MANILA (Reuters) - Corazon Aquino of the Philippines, whose ouster of one of the 20th Century's most corrupt dictators made her a global icon of democracy, died on Saturday after a 16-month battle against colon cancer. She was 76.
Her family announced she died in the early hours of Saturday, shortly after a private mass was held in her hospital room.
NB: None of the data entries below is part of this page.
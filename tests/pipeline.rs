//! End-to-end runs of the `scriptpack` binary against a stand-in compiler
//! executable, covering both isolation modes.

#![cfg(unix)]

use std::fs;
use std::io::Read;
use std::path::{Path, PathBuf};
use std::process::Command;

fn scriptpack() -> Command {
    Command::new(env!("CARGO_BIN_EXE_scriptpack"))
}

/// A stand-in compiler: fails on a marker token, otherwise emits one binary
/// unit and an in-memory result manifest.
fn write_stub_compiler(dir: &Path) -> PathBuf {
    use std::os::unix::fs::PermissionsExt;

    let path = dir.join("script-compiler");
    let script = r#"#!/bin/sh
entry=""; out=""; cp=""
while [ "$#" -gt 1 ]; do
  case "$1" in
    --entry) entry="$2"; shift 2 ;;
    --out-dir) out="$2"; shift 2 ;;
    --class-path) cp="$2"; shift 2 ;;
    *) shift ;;
  esac
done
src="$1"
if grep -q "this is not valid" "$src"; then
  echo "$src:1:1: error: unexpected token" >&2
  exit 1
fi
mkdir -p "$out"
printf 'unit-bytes' > "$out/u0.bin"
cat > "$out/module.json" <<EOF
{"kind":"inMemoryModule","entryClass":"$entry","units":[{"path":"classes/$entry.bin","file":"u0.bin"}],"metadata":{"engineVersion":"1.0.0","imports":[],"dependencies":["$cp"],"loaderOptions":{}}}
EOF
"#;
    fs::write(&path, script).unwrap();
    fs::set_permissions(&path, fs::Permissions::from_mode(0o755)).unwrap();
    path
}

fn write_project(dir: &Path, isolation: &str) -> PathBuf {
    let libs = dir.join("libs");
    let scripts = dir.join("scripts");
    let out = dir.join("out");
    fs::create_dir_all(&libs).unwrap();
    fs::create_dir_all(&scripts).unwrap();
    fs::create_dir_all(&out).unwrap();

    write_stub_compiler(&libs);
    fs::write(libs.join("runtime-core-1.0.lib"), "runtime").unwrap();
    fs::write(scripts.join("a.scr"), "val x = 1 + 1").unwrap();
    fs::write(scripts.join("b.scr"), "this is not valid").unwrap();

    let manifest = dir.join("batch.json");
    fs::write(
        &manifest,
        format!(
            r#"{{
                "namespace": "pack",
                "scripts": [
                    {{ "name": "a", "source": "scripts/a.scr", "output": "out/a.jar" }},
                    {{ "name": "b", "source": "scripts/b.scr", "output": "out/b.jar" }}
                ],
                "compilerClasspath": ["libs/script-compiler"],
                "runtimeClasspath": ["libs/runtime-core-1.0.lib"],
                "settings": {{
                    "isolation": "{isolation}",
                    "maxHeap": "2G",
                    "workers": 2,
                    "timeoutSecs": 5
                }}
            }}"#
        ),
    )
    .unwrap();
    manifest
}

fn read_manifest_entry(archive_path: &Path) -> String {
    let file = fs::File::open(archive_path).unwrap();
    let mut archive = zip::ZipArchive::new(file).unwrap();
    let mut entry = archive.by_name("META-INF/MANIFEST.MF").unwrap();
    let mut text = String::new();
    entry.read_to_string(&mut text).unwrap();
    text
}

fn run_batch(isolation: &str) {
    let dir = tempfile::tempdir().unwrap();
    let manifest = write_project(dir.path(), isolation);

    let output = scriptpack()
        .arg("build")
        .arg("--manifest")
        .arg(&manifest)
        .output()
        .unwrap();
    let stdout = String::from_utf8_lossy(&output.stdout);

    // One of two scripts failed, so the run reports failure overall.
    assert!(!output.status.success());
    assert!(stdout.contains("pack.b"), "stdout was: {stdout}");
    assert!(stdout.contains("unexpected token"), "stdout was: {stdout}");

    let good = dir.path().join("out/a.jar");
    assert!(good.exists());
    assert!(!dir.path().join("out/b.jar").exists());
    let manifest_text = read_manifest_entry(&good);
    assert!(manifest_text.contains("Main-Class: pack.a"));
}

#[test]
fn in_process_batch_writes_good_artifacts_and_reports_failures() {
    run_batch("in-process");
}

#[test]
fn forked_batch_writes_good_artifacts_and_reports_failures() {
    run_batch("forked");
}

#[test]
fn unchanged_scripts_are_skipped_and_successful_runs_exit_zero() {
    let dir = tempfile::tempdir().unwrap();
    let libs = dir.path().join("libs");
    let out = dir.path().join("out");
    fs::create_dir_all(&libs).unwrap();
    fs::create_dir_all(&out).unwrap();
    write_stub_compiler(&libs);
    fs::write(dir.path().join("a.scr"), "val x = 1").unwrap();
    fs::write(dir.path().join("b.scr"), "val y = 2").unwrap();

    let manifest = dir.path().join("batch.json");
    fs::write(
        &manifest,
        r#"{
            "namespace": "pack",
            "scripts": [
                { "name": "a", "source": "a.scr", "output": "out/a.jar" },
                { "name": "b", "source": "b.scr", "output": "out/b.jar", "changed": false }
            ],
            "compilerClasspath": ["libs/script-compiler"],
            "runtimeClasspath": [],
            "settings": { "isolation": "in-process", "timeoutSecs": 5 }
        }"#,
    )
    .unwrap();

    let output = scriptpack()
        .arg("build")
        .arg("--manifest")
        .arg(&manifest)
        .output()
        .unwrap();

    assert!(output.status.success());
    assert!(dir.path().join("out/a.jar").exists());
    assert!(!dir.path().join("out/b.jar").exists());

    // A forced rerun compiles the unchanged script too.
    let output = scriptpack()
        .arg("build")
        .arg("--manifest")
        .arg(&manifest)
        .arg("--force")
        .output()
        .unwrap();
    assert!(output.status.success());
    assert!(dir.path().join("out/b.jar").exists());
}
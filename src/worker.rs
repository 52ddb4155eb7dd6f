//! Entry point for the forked worker process.
//!
//! A worker is a long-lived child of the scheduler. It announces readiness,
//! then serves compile requests one line at a time from stdin, writing one
//! tagged response line per request to stdout. Logging goes to stderr so the
//! protocol channel stays clean. The parent kills the process when its
//! execution context is evicted or dropped.

use std::io::{self, BufRead, Write};
use std::path::PathBuf;

use anyhow::{Context, Result};

use crate::compile::adapter::{CompilerLauncher, SEARCH_PATH_ENV, ScriptCompiler};
use crate::compile::archive;
use crate::context::proto::{WorkerRequest, WorkerResponse};
use crate::error::ScriptError;
use crate::helpers;

/// Serve requests until stdin closes.
pub fn run(compiler_path: PathBuf) -> Result<()> {
    let search_path = std::env::var_os(SEARCH_PATH_ENV)
        .map(|value| helpers::split_search_path(&value))
        .unwrap_or_default();
    let compiler = CompilerLauncher::new(compiler_path, &search_path)
        .context("Failed to configure the compiler launcher")?;

    let stdout = io::stdout();
    let mut out = stdout.lock();
    respond(
        &mut out,
        &WorkerResponse::Ready {
            pid: std::process::id(),
        },
    )?;

    let stdin = io::stdin();
    for line in stdin.lock().lines() {
        let line = line.context("Failed to read request line")?;
        if line.trim().is_empty() {
            continue;
        }
        let response = match serde_json::from_str::<WorkerRequest>(&line) {
            Ok(request) => {
                log::debug!("worker compiling {}", request.identity);
                match handle(&compiler, &request) {
                    Ok(()) => WorkerResponse::Ok {
                        destination_path: request.destination_path,
                    },
                    Err(err) => WorkerResponse::from_script_error(&err),
                }
            }
            Err(err) => WorkerResponse::IoError {
                message: format!("malformed request line: {err}"),
            },
        };
        respond(&mut out, &response)?;
    }
    Ok(())
}

fn handle(compiler: &CompilerLauncher, request: &WorkerRequest) -> Result<(), ScriptError> {
    let source = std::fs::read_to_string(&request.source_path)?;
    let module = compiler.compile(&request.identity, &source, &request.runtime_classpath)?;
    archive::write_archive(&module, &request.destination_path)
}

fn respond(out: &mut impl Write, response: &WorkerResponse) -> Result<()> {
    let line = serde_json::to_string(response).context("Failed to encode response")?;
    writeln!(out, "{line}").context("Failed to write response")?;
    out.flush().context("Failed to flush response")?;
    Ok(())
}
All five children were at her bedside when the end came.
"Our mother peacefully passed away at 3:18 a.m. of cardio-respiratory arrest," her son, Senator Benigno Aquino Jr., told reporters.
"She would have wanted us to thank each and every one of you for all the prayers and your continuous love and support. It was her wish for all of us to pray for one another and for our country."
Aquino, known as Cory to millions of Filipinos, was president from 1986 to 1992. But she is remembered, more than two decades after the fact, as the slim woman in yellow who led the "People Power" revolution that toppled dictator Ferdinand Marcos.
The tumultuous events of those weeks in 1986, which came to a head when up to 1 million people waving rosaries and flowers stopped Marcos' tanks advancing toward Aquino-backed army rebels, became a fairy-tale revolution that gripped the world.
When a bewildered Marcos and his wife Imelda fled the nation, it set a stirring precedent for dissidents everywhere, from South Africa to South America to Pakistan. Aquino was hailed as a modern-day Joan of Arc.
As news of Aquino's death spread, hundreds of people began visiting her home and the EDSA shrine where her 1986 revolution culminated, leaving flowers and lighting candles. Many tied yellow ribbons to their cars, and on trees near her home.